Maia Madden

Book Author, Journalist, Blogger

Archive for the tag “immigration”

Young Writers Program

Since my father died, my inner light, the one that helped me see and feel, went out. I lived in a dark space, not unhappy, really, just dim. Shapes had lost their outlines, love had lost its purpose, and all the things that used to matter to me no longer did.
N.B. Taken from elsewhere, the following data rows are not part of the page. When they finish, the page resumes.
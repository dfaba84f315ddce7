//! Core protocol layer for anonymous voting with RSA blind signatures.
//!
//! A voter blinds the canonical bytes of their ballot, has the election
//! clerk blind-sign the result against their DID identity, unblinds the
//! returned signature, and casts the finished ballot anonymously. Anyone
//! holding the clerk's public key can later verify that every stored
//! ballot was properly authorized.
//!
//! Every aggregate in this crate has a deterministic textual wire form:
//! fields separated by `\n\n`, elements within a field separated by `\n`.
//! The same canonical bytes are fed to all hash and signature operations,
//! so `encode(decode(x)) == x` for every well-formed value.

#[macro_use]
extern crate lazy_static;

mod ballot;
mod blind;
mod did;
mod election;
mod error;
mod fdh;
mod private_key;
mod public_key;
mod signature;
mod signature_request;
mod tagset;
mod user_set;
mod util;
mod vote;

pub use ballot::*;
pub use blind::*;
pub use did::*;
pub use election::*;
pub use error::*;
pub use fdh::*;
pub use private_key::*;
pub use public_key::*;
pub use signature::*;
pub use signature_request::*;
pub use tagset::*;
pub use user_set::*;
pub use util::*;
pub use vote::*;

#[cfg(test)]
mod tests;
Like a moth at twilight, I flitted silently, aimlessly, looking for any bright spot to move toward, searching for a spark that would brighten, however briefly, the nebula of my inner space.

Then I met them, those vulnerable teens struggling to find meaning in a world of uncertainty, the sons and daughters of mostly Mexican immigrants attending SOS, an alternative Watsonville high school for children who would otherwise fail. The message they heard every day was one loud assault. You are not wanted. You are not loved. You are not smart enough, white enough, or rich enough. You don’t belong here. Go back to where you came from. An immigrant myself, I had heard similar messages as a child, but never ones as potent and deadly as those blasting through our country today, landing on young minds like missiles of hatred and defeat.
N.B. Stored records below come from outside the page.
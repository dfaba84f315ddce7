use crate::*;

use base64::engine::general_purpose::STANDARD as BASE64;
use base64::Engine as _;
use chrono::{DateTime, FixedOffset, SecondsFormat};
use std::fmt;
use std::str::FromStr;

/// The key an election administrator seals an election with. Two admin
/// paths exist side by side: an RSA key (DER PKIX bytes) and a DID key
/// (33-byte compressed P-256 point). The wire form is the base64 of the
/// key bytes either way; a 33-byte compressed point is a DID key,
/// anything else must parse as RSA DER.
#[derive(Debug, Clone)]
pub enum AdminKey {
    Rsa(PublicKey),
    Did(DIDPublicKey),
}

impl AdminKey {
    pub fn from_base64(base64_key: &[u8]) -> Result<AdminKey, Error> {
        let bytes = BASE64.decode(base64_key)?;
        Self::from_bytes(bytes)
    }

    pub fn from_bytes(bytes: Vec<u8>) -> Result<AdminKey, Error> {
        if bytes.len() == 33 && (bytes[0] == 0x02 || bytes[0] == 0x03) {
            Ok(AdminKey::Did(DIDPublicKey::new(&bytes)?))
        } else {
            Ok(AdminKey::Rsa(PublicKey::from_der(
                bytes,
                ABSOLUTE_MIN_PUBLIC_KEY_SIZE,
            )?))
        }
    }

    pub fn bytes(&self) -> Vec<u8> {
        match self {
            AdminKey::Rsa(pk) => pk.bytes().to_vec(),
            AdminKey::Did(dk) => dk.bytes(),
        }
    }

    /// Verify a signature over a message, dispatching on the key kind:
    /// raw PKCS#1 v1.5 for RSA, DER ECDSA for DID.
    pub fn verify(&self, message: &[u8], signature: &Signature) -> Result<(), Error> {
        match self {
            AdminKey::Rsa(pk) => signature.verify_raw(pk, message),
            AdminKey::Did(dk) => dk.verify(message, signature),
        }
    }
}

impl PartialEq for AdminKey {
    fn eq(&self, other: &Self) -> bool {
        self.bytes() == other.bytes()
    }
}

impl Eq for AdminKey {}

impl fmt::Display for AdminKey {
    fn fmt(&self, f: &mut fmt::Formatter) -> fmt::Result {
        write!(f, "{}", BASE64.encode(self.bytes()))
    }
}

/// An election descriptor, sealed by an administrator's self-signature
/// and immutable thereafter.
///
/// Canonical form: `(ElectionID, Start, End, TagSet?, PublicKey,
/// Signature)` with RFC-3339 timestamps.
#[derive(Debug, Clone, PartialEq)]
pub struct Election {
    pub election_id: String,
    pub start: DateTime<FixedOffset>,
    pub end: DateTime<FixedOffset>,
    pub tagset: Option<TagSet>,
    pub public_key: AdminKey,
    pub signature: Option<Signature>,
}

impl Election {
    pub fn new(
        election_id: &str,
        start: DateTime<FixedOffset>,
        end: DateTime<FixedOffset>,
        tagset: Option<TagSet>,
        public_key: AdminKey,
    ) -> Result<Election, Error> {
        validate_election_id(election_id)?;
        Ok(Election {
            election_id: election_id.to_string(),
            start,
            end,
            tagset,
            public_key,
            signature: None,
        })
    }

    /// Parse a canonical election, as we would get in a PUT body.
    /// Five segments are `(id, start, end, key, signature)`; six carry a
    /// tag set before the key.
    pub fn from_bytes(raw: &[u8]) -> Result<Election, Error> {
        let text = std::str::from_utf8(raw).map_err(|_| Error::MalformedElection)?;
        let parts: Vec<&str> = text.split("\n\n").collect();

        let (tags_sec, key_sec, sign_sec) = match parts.len() {
            5 => (0, 3, 4),
            6 => (3, 4, 5),
            _ => return Err(Error::MalformedElection),
        };

        let election_id = parts[0];
        validate_election_id(election_id)?;

        let start = DateTime::parse_from_rfc3339(parts[1])?;
        let end = DateTime::parse_from_rfc3339(parts[2])?;

        let tagset = if tags_sec != 0 {
            Some(TagSet::from_bytes(parts[tags_sec].as_bytes())?)
        } else {
            None
        };

        let public_key = AdminKey::from_base64(parts[key_sec].as_bytes())?;
        let signature = Some(Signature::new(parts[sign_sec].as_bytes())?);

        Ok(Election {
            election_id: election_id.to_string(),
            start,
            end,
            tagset,
            public_key,
            signature,
        })
    }

    /// Parse an unsigned election draft `(id, start, end, tagset?)` and
    /// attach the administrator's key, ready for sealing.
    pub fn from_draft(raw: &[u8], public_key: AdminKey) -> Result<Election, Error> {
        let text = std::str::from_utf8(raw).map_err(|_| Error::MalformedElection)?;
        let parts: Vec<&str> = text.split("\n\n").collect();

        let tags_sec = match parts.len() {
            3 => 0,
            4 => 3,
            _ => return Err(Error::MalformedElection),
        };

        let election_id = parts[0];
        validate_election_id(election_id)?;

        let start = DateTime::parse_from_rfc3339(parts[1])?;
        let end = DateTime::parse_from_rfc3339(parts[2])?;

        let tagset = if tags_sec != 0 {
            Some(TagSet::from_bytes(parts[tags_sec].as_bytes())?)
        } else {
            None
        };

        Election::new(election_id, start, end, tagset, public_key)
    }

    pub fn has_tagset(&self) -> bool {
        matches!(&self.tagset, Some(t) if !t.is_empty())
    }

    pub fn has_signature(&self) -> bool {
        self.signature.is_some()
    }

    /// Seal the election with an RSA admin key. The embedded public key
    /// must belong to the given private key.
    pub fn sign(&mut self, private_key: &PrivateKey) -> Result<(), Error> {
        let signature = private_key.sign_raw(self.string_without_signature().as_bytes())?;
        self.signature = Some(signature);
        Ok(())
    }

    /// Seal the election with a DID admin key.
    pub fn sign_did(&mut self, private_key: &DIDPrivateKey) {
        let signature = private_key.sign(self.string_without_signature().as_bytes());
        self.signature = Some(signature);
    }

    /// Verify the election's self-signature against its embedded key,
    /// dispatching on the admin key kind.
    pub fn verify_signature(&self) -> Result<(), Error> {
        let signature = self.signature.as_ref().ok_or(Error::ElectionSigNotFound)?;
        self.public_key
            .verify(self.string_without_signature().as_bytes(), signature)
            .map_err(|_| Error::ElectionBadSig)
    }

    /// The canonical form without the signature segment, OK for signing.
    pub fn string_without_signature(&self) -> String {
        let mut s = format!(
            "{}\n\n{}\n\n{}",
            self.election_id,
            self.start.to_rfc3339_opts(SecondsFormat::Secs, true),
            self.end.to_rfc3339_opts(SecondsFormat::Secs, true),
        );
        if let Some(tagset) = &self.tagset {
            if !tagset.is_empty() {
                s.push_str("\n\n");
                s.push_str(&tagset.to_string());
            }
        }
        s.push_str("\n\n");
        s.push_str(&self.public_key.to_string());
        s
    }
}

impl fmt::Display for Election {
    fn fmt(&self, f: &mut fmt::Formatter) -> fmt::Result {
        write!(f, "{}", self.string_without_signature())?;
        if let Some(signature) = &self.signature {
            write!(f, "\n\n{}", signature)?;
        }
        Ok(())
    }
}

impl FromStr for Election {
    type Err = Error;

    fn from_str(s: &str) -> Result<Self, Self::Err> {
        Election::from_bytes(s.as_bytes())
    }
}

#[cfg(test)]
mod tests {
    use super::*;

    const DID_KEY_HEX: &str =
        "cc6fa0f0e191ad47a430fe04411c079f07d5c1ee47c3aa55f0e0204c8fe36d17";

    fn did_election() -> (Election, DIDPrivateKey) {
        let admin = DIDPrivateKey::from_hex(DID_KEY_HEX).unwrap();
        let election = Election::new(
            "gov-2024",
            DateTime::parse_from_rfc3339("2024-06-01T08:00:00Z").unwrap(),
            DateTime::parse_from_rfc3339("2024-06-01T20:00:00Z").unwrap(),
            Some(TagSet::from_bytes(b"district=7").unwrap()),
            AdminKey::Did(admin.public_key()),
        )
        .unwrap();
        (election, admin)
    }

    #[test]
    fn did_sign_round_trip() {
        let (mut election, admin) = did_election();
        election.sign_did(&admin);
        election.verify_signature().unwrap();

        let encoded = election.to_string();
        let decoded = Election::from_bytes(encoded.as_bytes()).unwrap();
        assert_eq!(election, decoded);
        assert_eq!(decoded.to_string(), encoded);
        decoded.verify_signature().unwrap();
    }

    #[test]
    fn tampered_signature_is_rejected() {
        let (mut election, admin) = did_election();
        election.sign_did(&admin);

        let mut sig = election.signature.as_ref().unwrap().bytes().to_vec();
        sig[4] ^= 0x01;
        election.signature = Some(Signature::from(sig));
        assert!(matches!(
            election.verify_signature(),
            Err(Error::ElectionBadSig)
        ));
    }

    #[test]
    fn rsa_admin_path() {
        let key = PrivateKey::generate(2048).unwrap();
        let public = key.public_key().unwrap();

        let mut election = Election::new(
            "gov-2024",
            DateTime::parse_from_rfc3339("2024-06-01T08:00:00Z").unwrap(),
            DateTime::parse_from_rfc3339("2024-06-01T20:00:00Z").unwrap(),
            None,
            AdminKey::Rsa(public),
        )
        .unwrap();
        election.sign(&key).unwrap();
        election.verify_signature().unwrap();

        let decoded = Election::from_bytes(election.to_string().as_bytes()).unwrap();
        assert!(matches!(decoded.public_key, AdminKey::Rsa(_)));
        decoded.verify_signature().unwrap();
    }

    #[test]
    fn draft_has_no_signature() {
        let admin = DIDPrivateKey::from_hex(DID_KEY_HEX).unwrap();
        let draft = b"gov-2024\n\n2024-06-01T08:00:00Z\n\n2024-06-01T20:00:00Z";
        let election = Election::from_draft(draft, AdminKey::Did(admin.public_key())).unwrap();
        assert!(!election.has_signature());
        assert!(election.verify_signature().is_err());
    }
}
As part of the Young Writers Program, I was one of the volunteers asked to help the students write about, of all topics, social justice – something they had never experienced. But they had all endured social injustice, and their stories were poignant testaments to its belittling and bewildering consequences.

M was the youngest of thirteen children, a large boy with stooped shoulders and soft brown eyes that darted away when someone spoke to him. He had brothers who had been or were in gangs, and a mother determined to keep him from that path, a mother so strict that he seemed to flinch when the teacher admonished him in any way, in what had to be a learned reaction. He told me he couldn’t write, but then he did, about racism in law enforcement. It took a while for him to get started, and when he finished, after several weeks of effort, he was proud but reluctant to make many changes. Changes would have implied criticism, and criticism would have meant failure, a trigger to total shut down. So I let him shine, as he should but probably seldom did. “I am responsible for everything I do because I am a student,” he wrote, “so why not the police?” Proud that he had finished first, he opened up and helped his friends with ideas and suggestions.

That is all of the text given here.